- Born: May 2, 1934 Buffalo, New York, U.S.
- Died: September 25, 2024 (aged 90) Belfast, Maine, U.S.
- Occupation: Poet

Academic background
- Alma mater: University of Connecticut Iowa Writers' Workshop

Academic work
- Institutions: State University of New York Cleveland State University

= Lewis Turco =

American poet (1934–2024)

Lewis Putnam Turco (May 2, 1934 – September 25, 2024) was an American poet, teacher, and writer of fiction and non-fiction. Turco was an advocate for Formalist poetry (or New Formalism) in the United States.

==Life and work==
Turco took a keen interest in poetry as a teenager and after high school, while serving in the U.S. Navy aboard , he had work published in various little magazines and quarterlies. He graduated from the University of Connecticut in 1959, published his First Poems in 1960, and completed an MA at the University of Iowa in 1962 (at the Iowa Writers' Workshop).
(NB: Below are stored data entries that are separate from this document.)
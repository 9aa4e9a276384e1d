//! Shared scoring pipeline used by the CLI handlers.
//!
//! Keeping this in one place avoids duplicating the core workflow:
//! factors -> validation -> risks (+ optional envelope)
//!
//! The handlers can then focus on presentation (printing vs exporting).

use rayon::prelude::*;

use crate::domain::{FactorWarning, HealthRisks, RiskEnvelope, RisksFactors, Subject, SubjectRisks, validate_factors};
use crate::engine::{compute_health_risks, risk_envelope};

/// All computed outputs for one subject.
#[derive(Debug, Clone)]
pub struct Assessment {
    pub factors: RisksFactors,
    pub warnings: Vec<FactorWarning>,
    pub risks: HealthRisks,
    pub envelope: Option<RiskEnvelope>,
}

/// Validate and score one factor set.
pub fn assess(factors: &RisksFactors, include_bounds: bool) -> Assessment {
    let warnings = validate_factors(factors);
    let (risks, envelope) = if include_bounds {
        let env = risk_envelope(factors);
        (env.actual, Some(env))
    } else {
        (compute_health_risks(factors), None)
    };

    Assessment {
        factors: factors.clone(),
        warnings,
        risks,
        envelope,
    }
}

/// Score every subject in parallel; output order matches input order.
pub fn score_cohort(subjects: &[Subject], include_bounds: bool) -> Vec<SubjectRisks> {
    tracing::debug!(subjects = subjects.len(), include_bounds, "scoring cohort");
    subjects
        .par_iter()
        .map(|s| score_subject(s, include_bounds))
        .collect()
}

fn score_subject(subject: &Subject, include_bounds: bool) -> SubjectRisks {
    let (risks, envelope) = if include_bounds {
        let env = risk_envelope(&subject.factors);
        (env.actual, Some(env))
    } else {
        (compute_health_risks(&subject.factors), None)
    };
    SubjectRisks {
        id: subject.id.clone(),
        risks,
        envelope,
    }
}

#[cfg(test)]
mod tests {
    use super::*;
    use crate::data::generate_cohort;
    use crate::domain::{Gender, SampleConfig};

    #[test]
    fn parallel_scoring_matches_sequential() {
        let subjects = generate_cohort(&SampleConfig {
            sample_count: 64,
            sample_seed: 3,
            age_min: 30,
            age_max: 80,
            missing_rate: 0.1,
            country: "DE".to_string(),
            output: None,
        })
        .unwrap();

        let results = score_cohort(&subjects, true);
        assert_eq!(results.len(), subjects.len());
        for (s, r) in subjects.iter().zip(&results) {
            assert_eq!(s.id, r.id);
            assert_eq!(r.risks, compute_health_risks(&s.factors));
            assert!(r.envelope.is_some());
        }
    }

    #[test]
    fn assess_collects_warnings_without_blocking() {
        let f = RisksFactors::demographic(110, Gender::Male, "", None);
        let a = assess(&f, false);
        assert!(a.warnings.iter().any(|w| w.field == "age"));
        assert!(a.envelope.is_none());
        assert_eq!(a.risks, compute_health_risks(&f));
    }
}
It was there that he cultivated an interest in formal verse and began, to use his words, "collecting forms." Turco collected these forms in the Book of Forms, published in the 1960s, a time when it would seem odd to do so since most poets were writing free verse.

Turco taught at Fenn College in Cleveland (now Cleveland State University) where he founded the Cleveland Poetry Center and at the State University of New York at Oswego where he was founding Director of the Program in Writing Arts.

In 1986 Lewis Turco won the Melville Cane Award of the Poetry Society of America for his book of criticism Visions and Revisions of American Poetry and in 1992 he received a Distinguished Alumnus Award from the Alumni Association of the University of Connecticut. He was inducted into the Meriden, Connecticut, Hall of Fame in 1993, and in 1999 he received the John Ciardi Award for lifetime achievement in poetry sponsored by the National Italian American Foundation. In May 2000 he received an honorary degree, Doctor of Humane Letters, from Ashland University in Ohio and a second from the University of Maine at Fort Kent in 2009. His book Satan's Scourge: A Narrative of the Age of Witchcraft in England and New England 1580-1697 won the Wild Card category of the New England Book Festival in the same year.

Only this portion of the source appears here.